The defendant’s contention that Anna’s testimony was tainted by her statement that “technically” defendant’s penis was in her “labia,” which she thereafter testified meant her vagina, is unconvincing. In his brief, defendant concedes that “had [Anna’s] testimony been clear regarding intrusion into the labia, it would have been sufficient to establish intrusion into a genital area, and thus, sexual penetration.” Based on the entire colloquy between Anna and the prosecutor, we are satisfied that Anna’s testimony as to the Mantón Avenue incident shows that defendant vaginally penetrated her. Even if initially unclear, Anna affirmatively agreed with the prosecutor three times when questioned about when defendant was “inside” her. But see In the Matter of B.H.,
Anna’s testimony, in light of her clarification, was sufficiently “precise” and “specific” to prove penetration beyond a reasonable doubt.
2. Count 2
The defendant also alleges that the trial justice erred in denying his motion for judgment of acquittal as to the Sterling Avenue incident, which formed the basis for count 2. Anna testified at trial that, while living at Sterling Avenue when she was eleven years old, defendant again sexually assaulted her. She testified that, when she visited defendant at his apartment, defendant pushed her onto the bed, undressed her,. and took off his pants before lying on top of her.
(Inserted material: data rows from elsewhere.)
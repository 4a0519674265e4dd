// This Source Code Form is subject to the terms of the Mozilla Public
// License, v. 2.0. If a copy of the MPL was not distributed with this
// file, You can obtain one at http://mozilla.org/MPL/2.0/.

use std::collections::HashSet;
use std::io::{Cursor, Read};

use zip::ZipArchive;

fn convert(svg: &str) -> Vec<u8> {
    convert_with(svg, &svg2pptx::Options::default())
}

fn convert_with(svg: &str, opt: &svg2pptx::Options) -> Vec<u8> {
    svg2pptx::convert(svg.as_bytes(), opt)
        .expect("conversion failed")
        .pptx
}

fn archive(pptx: &[u8]) -> ZipArchive<Cursor<Vec<u8>>> {
    ZipArchive::new(Cursor::new(pptx.to_vec())).expect("not a zip")
}

fn read_part(pptx: &[u8], name: &str) -> String {
    let mut archive = archive(pptx);
    let mut file = archive.by_name(name).unwrap_or_else(|_| panic!("missing part {}", name));
    let mut text = String::new();
    file.read_to_string(&mut text).expect("non-utf8 part");
    text
}

fn part_names(pptx: &[u8]) -> Vec<String> {
    let mut archive = archive(pptx);
    (0..archive.len())
        .map(|i| archive.by_index(i).unwrap().name().to_string())
        .collect()
}

#[test]
fn basic_rectangle() {
    let pptx = convert(
        r##"<svg xmlns="http://www.w3.org/2000/svg" viewBox="0 0 100 60"><rect x="10" y="10" width="80" height="40" fill="#0066CC"/></svg>"##,
    );

    let slide = read_part(&pptx, "ppt/slides/slide1.xml");
    assert_eq!(slide.matches("<p:sp>").count(), 1);
    assert_eq!(slide.matches("<a:custGeom>").count(), 1);
    assert_eq!(slide.matches("<a:lnTo>").count(), 4);
    assert_eq!(slide.matches("<a:moveTo>").count(), 1);
    assert_eq!(slide.matches("<a:close/>").count(), 1);
    assert!(slide.contains(r#"<a:srgbClr val="0066CC"/>"#));
    assert!(!slide.contains("<a:ln "));

    // One slide only.
    assert!(read_part(&pptx, "ppt/presentation.xml").contains("slide1"));
    assert!(!part_names(&pptx).iter().any(|n| n.contains("slide2")));
}

#[test]
fn arc_path_is_split_into_cubics() {
    let pptx = convert(
        r#"<svg xmlns="http://www.w3.org/2000/svg" viewBox="0 0 140 100"><path d="M 20 50 A 50 30 0 0 1 120 50" fill="none" stroke="black"/></svg>"#,
    );

    let slide = read_part(&pptx, "ppt/slides/slide1.xml");
    // A half-turn arc splits into at least two sub-arc cubics.
    assert_eq!(slide.matches("<a:path ").count(), 1);
    assert!(slide.matches("<a:cubicBezTo>").count() >= 2);
    assert!(slide.contains("<a:noFill/>"));
    assert!(slide.contains("<a:ln "));
}

#[test]
fn gradient_rectangle() {
    let pptx = convert(
        r#"<svg xmlns="http://www.w3.org/2000/svg" viewBox="0 0 100 60">
            <defs><linearGradient id="g" x1="0%" x2="100%">
                <stop offset="0%" stop-color="yellow"/>
                <stop offset="100%" stop-color="red"/>
            </linearGradient></defs>
            <rect x="0" y="0" width="100" height="60" fill="url(#g)"/>
        </svg>"#,
    );

    let slide = read_part(&pptx, "ppt/slides/slide1.xml");
    assert!(slide.contains("<a:gradFill"));
    assert!(slide.contains(r#"<a:gs pos="0"><a:srgbClr val="FFFF00"/></a:gs>"#));
    assert!(slide.contains(r#"<a:gs pos="100000"><a:srgbClr val="FF0000"/></a:gs>"#));
    assert!(slide.contains(r#"<a:lin ang="0""#));
}

#[test]
fn opacity_animation_becomes_fade() {
    let pptx = convert(
        r#"<svg xmlns="http://www.w3.org/2000/svg" viewBox="0 0 100 60"><rect id="r" width="80" height="40" fill="red"><animate attributeName="opacity" values="0;1" dur="1s"/></rect></svg>"#,
    );

    let slide = read_part(&pptx, "ppt/slides/slide1.xml");
    assert!(slide.contains("<p:timing>"));
    assert!(slide.contains(r#"<p:animEffect transition="in" filter="fade">"#));
    assert!(slide.contains(r#"dur="1000""#));

    // The effect targets the rect's shape id.
    let spid_pos = slide.find("<p:spTgt").expect("no shape target");
    let spid = &slide[spid_pos..spid_pos + 40];
    assert!(spid.contains(r#"spid="2""#), "target was {}", spid);
}

#[test]
fn morphology_dilate_becomes_outer_shadow() {
    let pptx = convert(
        r#"<svg xmlns="http://www.w3.org/2000/svg" viewBox="0 0 100 60">
            <defs><filter id="f"><feMorphology operator="dilate" radius="3"/></filter></defs>
            <rect width="50" height="30" fill="black" filter="url(#f)"/>
        </svg>"#,
    );

    let slide = read_part(&pptx, "ppt/slides/slide1.xml");
    assert!(slide.contains("<a:effectLst>"));
    // 3 px at 25400 EMU per pixel.
    assert!(slide.contains(r#"<a:outerShdw blurRad="0" dist="76200""#));
}

#[test]
fn staggered_opacity_bakes_into_three_slides() {
    let svg = r#"<svg xmlns="http://www.w3.org/2000/svg" viewBox="0 0 100 60">
        <rect id="r1" x="0" width="20" height="20" fill="red" opacity="0">
            <animate attributeName="opacity" values="1;1" begin="0s" dur="2s"/>
        </rect>
        <rect id="r2" x="30" width="20" height="20" fill="green" opacity="0">
            <animate attributeName="opacity" values="1;1" begin="2s" dur="2s"/>
        </rect>
        <rect id="r3" x="60" width="20" height="20" fill="blue" opacity="0">
            <animate attributeName="opacity" values="1;1" begin="4s" dur="2s"/>
        </rect>
    </svg>"#;

    let mut opt = svg2pptx::Options::default();
    opt.animation_mode = svg2pptx::AnimationMode::Baked;
    opt.bake_fps = 1;
    opt.bake_max_keyframes = 3;
    let pptx = convert_with(svg, &opt);

    let names = part_names(&pptx);
    assert!(names.contains(&"ppt/slides/slide1.xml".to_string()));
    assert!(names.contains(&"ppt/slides/slide3.xml".to_string()));
    assert!(!names.iter().any(|n| n.contains("slide4")));

    // Each frame shows exactly one opaque rectangle.
    let visible = |slide: &str, id: &str| -> bool {
        let pos = slide.find(&format!(r#"name="{}""#, id)).expect("shape missing");
        let tail = &slide[pos..];
        let fill = tail.find("<a:solidFill>").expect("no fill");
        !tail[fill..fill + 80].contains("<a:alpha")
    };

    let s1 = read_part(&pptx, "ppt/slides/slide1.xml");
    assert!(visible(&s1, "r1") && !visible(&s1, "r2") && !visible(&s1, "r3"));

    let s2 = read_part(&pptx, "ppt/slides/slide2.xml");
    assert!(!visible(&s2, "r1") && visible(&s2, "r2") && !visible(&s2, "r3"));

    let s3 = read_part(&pptx, "ppt/slides/slide3.xml");
    assert!(!visible(&s3, "r1") && !visible(&s3, "r2") && visible(&s3, "r3"));
}

#[test]
fn pattern_fill_references_a_metafile() {
    let pptx = convert(
        r#"<svg xmlns="http://www.w3.org/2000/svg" viewBox="0 0 100 60">
            <defs><pattern id="p" width="10" height="10">
                <line x1="0" y1="0" x2="10" y2="0" stroke="black"/>
            </pattern></defs>
            <rect width="100" height="60" fill="url(#p)"/>
        </svg>"#,
    );

    let slide = read_part(&pptx, "ppt/slides/slide1.xml");
    assert!(slide.contains("<a:blipFill>"));
    assert!(slide.contains("<a:tile "));

    let names = part_names(&pptx);
    assert!(names.iter().any(|n| n.starts_with("ppt/media/emf_") && n.ends_with(".emf")));
}

#[test]
fn shared_patterns_share_one_media_part() {
    let pptx = convert(
        r#"<svg xmlns="http://www.w3.org/2000/svg" viewBox="0 0 100 60">
            <defs><pattern id="p" width="10" height="10">
                <line x1="0" y1="0" x2="10" y2="0" stroke="black"/>
            </pattern></defs>
            <rect width="40" height="60" fill="url(#p)"/>
            <rect x="50" width="40" height="60" fill="url(#p)"/>
        </svg>"#,
    );

    let emf_parts: Vec<String> = part_names(&pptx)
        .into_iter()
        .filter(|n| n.starts_with("ppt/media/"))
        .collect();
    assert_eq!(emf_parts.len(), 1);
}

#[test]
fn relationship_integrity() {
    let pptx = convert(
        r#"<svg xmlns="http://www.w3.org/2000/svg" viewBox="0 0 100 60">
            <defs><pattern id="p" width="10" height="10"><circle cx="5" cy="5" r="2"/></pattern></defs>
            <rect width="100" height="60" fill="url(#p)"/>
        </svg>"#,
    );

    let names: HashSet<String> = part_names(&pptx).into_iter().collect();

    for part in ["ppt/slides/slide1.xml", "ppt/presentation.xml"] {
        let dir = &part[..part.rfind('/').unwrap()];
        let base = &part[part.rfind('/').unwrap() + 1..];
        let rels_name = format!("{}/_rels/{}.rels", dir, base);
        let rels_text = read_part(&pptx, &rels_name);
        let rels = roxmltree::Document::parse(&rels_text).unwrap();

        let mut declared = HashSet::new();
        for rel in rels.descendants().filter(|n| n.has_tag_name("Relationship")) {
            declared.insert(rel.attribute("Id").unwrap().to_string());

            // Every relationship target exists in the package.
            let target = rel.attribute("Target").unwrap();
            let resolved = if let Some(stripped) = target.strip_prefix("../") {
                format!("ppt/{}", stripped)
            } else {
                format!("{}/{}", dir, target)
            };
            assert!(names.contains(&resolved), "missing target {}", resolved);
        }

        // Every referenced id resolves in the part's rels.
        let text = read_part(&pptx, part);
        let mut rest = text.as_str();
        while let Some(pos) = rest.find("r:embed=\"").or_else(|| rest.find("r:id=\"")) {
            let tail = &rest[pos..];
            let start = tail.find('"').unwrap() + 1;
            let end = tail[start..].find('"').unwrap() + start;
            let rid = &tail[start..end];
            assert!(declared.contains(rid), "undeclared {}", rid);
            rest = &tail[end..];
        }
    }
}

#[test]
fn content_types_cover_every_extension() {
    let pptx = convert(
        r#"<svg xmlns="http://www.w3.org/2000/svg" viewBox="0 0 100 60">
            <defs><pattern id="p" width="10" height="10"><circle cx="5" cy="5" r="2"/></pattern></defs>
            <rect width="100" height="60" fill="url(#p)"/>
        </svg>"#,
    );

    let content_types = read_part(&pptx, "[Content_Types].xml");
    let mut extensions: HashSet<String> = HashSet::new();
    for name in part_names(&pptx) {
        if name == "[Content_Types].xml" {
            continue;
        }
        if let Some(pos) = name.rfind('.') {
            extensions.insert(name[pos + 1..].to_string());
        }
    }

    for ext in extensions {
        assert!(
            content_types.contains(&format!(r#"Extension="{}""#, ext)),
            "extension {} is not declared",
            ext
        );
    }

    // The content types part is the first zip entry.
    assert_eq!(part_names(&pptx)[0], "[Content_Types].xml");
}

#[test]
fn conversion_is_deterministic() {
    let svg = r##"<svg xmlns="http://www.w3.org/2000/svg" viewBox="0 0 160 90">
        <rect x="10" y="10" width="50" height="30" fill="#336699"/>
        <circle cx="100" cy="45" r="20" fill="red" stroke="black" stroke-width="2"/>
        <text x="10" y="80" font-size="10">hello</text>
    </svg>"##;

    let first = convert(svg);
    let second = convert(svg);
    assert_eq!(first, second);
}

#[test]
fn widescreen_slide_size() {
    let pptx = convert(
        r#"<svg xmlns="http://www.w3.org/2000/svg" viewBox="0 0 160 90"><rect width="160" height="90" fill="black"/></svg>"#,
    );

    let presentation = read_part(&pptx, "ppt/presentation.xml");
    assert!(presentation.contains(r#"<p:sldSz cx="12192000" cy="6858000" type="screen16x9"/>"#));
    assert!(presentation.contains(r#"<p:notesSz cx="6858000" cy="12192000"/>"#));
}

#[test]
fn malformed_xml_is_fatal() {
    let result = svg2pptx::convert(b"<svg><rect", &svg2pptx::Options::default());
    assert!(matches!(result, Err(svg2pptx::Error::Parse(_))));
}

#[test]
fn bad_path_data_skips_the_element_only() {
    let conversion = svg2pptx::convert(
        br#"<svg xmlns="http://www.w3.org/2000/svg" viewBox="0 0 100 60">
            <path d="M 10 10 L zz" fill="red"/>
            <rect x="10" y="10" width="50" height="30" fill="blue"/>
        </svg>"#,
        &svg2pptx::Options::default(),
    )
    .expect("conversion should survive one bad element");

    assert!(!conversion.diagnostics.is_empty());

    let slide = read_part(&conversion.pptx, "ppt/slides/slide1.xml");
    assert_eq!(slide.matches("<p:sp>").count(), 1);
    assert!(slide.contains(r#"<a:srgbClr val="0000FF"/>"#));
}

#[test]
fn cancellation_produces_no_output() {
    use std::sync::atomic::AtomicBool;

    let cancel = AtomicBool::new(true);
    let result = svg2pptx::convert_with_cancel(
        br#"<svg viewBox="0 0 10 10"><rect width="5" height="5"/></svg>"#,
        &svg2pptx::Options::default(),
        &cancel,
    );
    assert!(matches!(result, Err(svg2pptx::Error::Cancelled)));
}
// This Source Code Form is subject to the terms of the Mozilla Public
// License, v. 2.0. If a copy of the MPL was not distributed with this
// file, You can obtain one at http://mozilla.org/MPL/2.0/.

//! The timed-animation data model.
//!
//! SVG inherits its animation vocabulary from SMIL. The parser collects
//! `animate`, `animateTransform`, `animateColor`, `animateMotion` and
//! `set` elements into this representation; the compiler resolves the
//! timeline and lowers it to PowerPoint timing nodes or baked scenes.

use crate::path::PathData;

/// The event a `begin` value can reference on another animation.
#[allow(missing_docs)]
#[derive(Clone, Copy, PartialEq, Debug)]
pub enum BeginEvent {
    Begin,
    End,
}

/// An animation start condition.
#[derive(Clone, Debug)]
pub enum Begin {
    /// A plain offset from the document start, in seconds.
    Offset(f64),

    /// An event-based begin, like `foo.begin+1s`.
    ///
    /// Potentially cyclic; resolved by a bounded fixpoint.
    Event {
        /// The id of the referenced animation.
        reference: String,
        /// Which edge of the referenced animation fires this one.
        event: BeginEvent,
        /// An additional offset in seconds. May be negative.
        offset: f64,
    },
}

impl Default for Begin {
    fn default() -> Self {
        Begin::Offset(0.0)
    }
}

/// A repeat count.
#[allow(missing_docs)]
#[derive(Clone, Copy, PartialEq, Debug)]
pub enum Repeat {
    Finite(u32),
    Indefinite,
}

impl Default for Repeat {
    fn default() -> Self {
        Repeat::Finite(1)
    }
}

/// The `fill` timing attribute.
#[allow(missing_docs)]
#[derive(Clone, Copy, PartialEq, Debug)]
pub enum FillMode {
    Freeze,
    Remove,
}

impl Default for FillMode {
    fn default() -> Self {
        FillMode::Remove
    }
}

/// Resolved-enough timing of a single animation.
#[derive(Clone, Debug)]
pub struct Timing {
    /// Start condition.
    pub begin: Begin,

    /// Simple duration in seconds.
    pub dur: f64,

    /// Repeat count.
    pub repeat: Repeat,

    /// Whether the final value freezes or reverts.
    pub fill: FillMode,
}

impl Default for Timing {
    fn default() -> Self {
        Timing {
            begin: Begin::default(),
            dur: 1.0,
            repeat: Repeat::default(),
            fill: FillMode::default(),
        }
    }
}

/// The interpolation mode.
///
/// `calcMode` attribute in SVG.
#[allow(missing_docs)]
#[derive(Clone, Copy, PartialEq, Debug)]
pub enum CalcMode {
    Discrete,
    Linear,
    Paced,
    Spline,
}

impl Default for CalcMode {
    fn default() -> Self {
        CalcMode::Linear
    }
}

/// A cubic Bezier easing control pair.
///
/// One `keySplines` entry: `(x1 y1 x2 y2)` between two key times.
#[allow(missing_docs)]
#[derive(Clone, Copy, Debug)]
pub struct KeySpline {
    pub x1: f64,
    pub y1: f64,
    pub x2: f64,
    pub y2: f64,
}

/// The transform component an `animateTransform` targets.
#[allow(missing_docs)]
#[derive(Clone, Copy, PartialEq, Debug)]
pub enum TransformType {
    Translate,
    Scale,
    Rotate,
    SkewX,
    SkewY,
}

/// What an animation animates.
#[derive(Clone, Debug)]
pub enum AnimationKind {
    /// A plain attribute animation (`animate`, `animateColor`).
    Attribute(String),

    /// An `animateTransform`.
    Transform(TransformType),

    /// An `animateMotion` along the provided path.
    Motion {
        /// The motion path, from `path` or a resolved `mpath` href.
        path: PathData,
    },

    /// A `set` element.
    Set(String),
}

/// A single collected animation element.
#[derive(Clone, Debug)]
pub struct Animation {
    /// The element's own id. Synthesized when absent, so event
    /// references always have a stable id space to resolve against.
    pub id: String,

    /// The id of the animated target element.
    pub target_id: String,

    /// What is animated.
    pub kind: AnimationKind,

    /// The raw `values` list (or the `from`/`to` pair).
    pub values: Vec<String>,

    /// Timing attributes.
    pub timing: Timing,

    /// Optional monotonic `[0,1]` key times, one per value.
    ///
    /// Even spacing is implied when absent.
    pub key_times: Option<Vec<f64>>,

    /// Optional easing splines, one per inter-key segment.
    pub key_splines: Option<Vec<KeySpline>>,

    /// Interpolation mode.
    pub calc_mode: CalcMode,
}

impl Animation {
    /// Returns `true` when the animation has enough data to evaluate.
    pub fn is_evaluable(&self) -> bool {
        match self.kind {
            AnimationKind::Motion { ref path } => !path.is_empty(),
            AnimationKind::Set(_) => !self.values.is_empty(),
            _ => self.values.len() >= 2 || (self.values.len() == 1 && self.timing.dur > 0.0),
        }
    }
}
Anna testified as follows:
“Q: When he is on top of you, what does he do next?
“A: He attempts to have intercourse with me.
“Q: When you say ‘attempts to have intercourse’ with you, what do you mean?
“A: He proceeded to put his penis into my vagina again.
“Q: And you felt his penis in your vagina?
“A: Yes.
[[Image here]]
“Q: So his penis goes into your vagina, how long do you think that lasts?
“A: I can’t — I can’t answer.
“Q: But you felt it inside of you?
“A: Yes.
“Q: And this time you have no clothes on, he has no clothes on?
“A: Correct.
“Q: What happens after — strike that. Does he eventually take his penis out of your vagina?
“A: Yes.”
The defendant takes issue with Anna’s assertion that defendant “attempt[ed] to have intercourse” with her, which he argues does not sufficiently prove penetration. If her testimony had stopped there, we would be inclined to agree. However, after making that statement, Anna immediately clarified that, by “attempt to have intercourse,” she meant that he “proceeded to put his penis into [her] vagina again.” Anna’s subsequent clarification was “precise” and “specific” as to vaginal penetration; and, viewing the evidence in the light most favorable to the prosecution, it was adequate to prove penetration beyond a reasonable doubt. See McDonald,
The trial justice, therefore, did not err in denying the defendant’s motion for judgment of acquittal on counts 1 and 2.
Ill
Conclusion
For the foregoing reasons, we affirm the judgment of the Superior Court. The record may be returned to that tribunal.
Notes
. The defendant’s trial counsel failed to file a notice of appeal,
. To protect the privacy of the complaining witness, who now has a family of her own, we follow our customary practice of giving child victims in these cases fictitious names.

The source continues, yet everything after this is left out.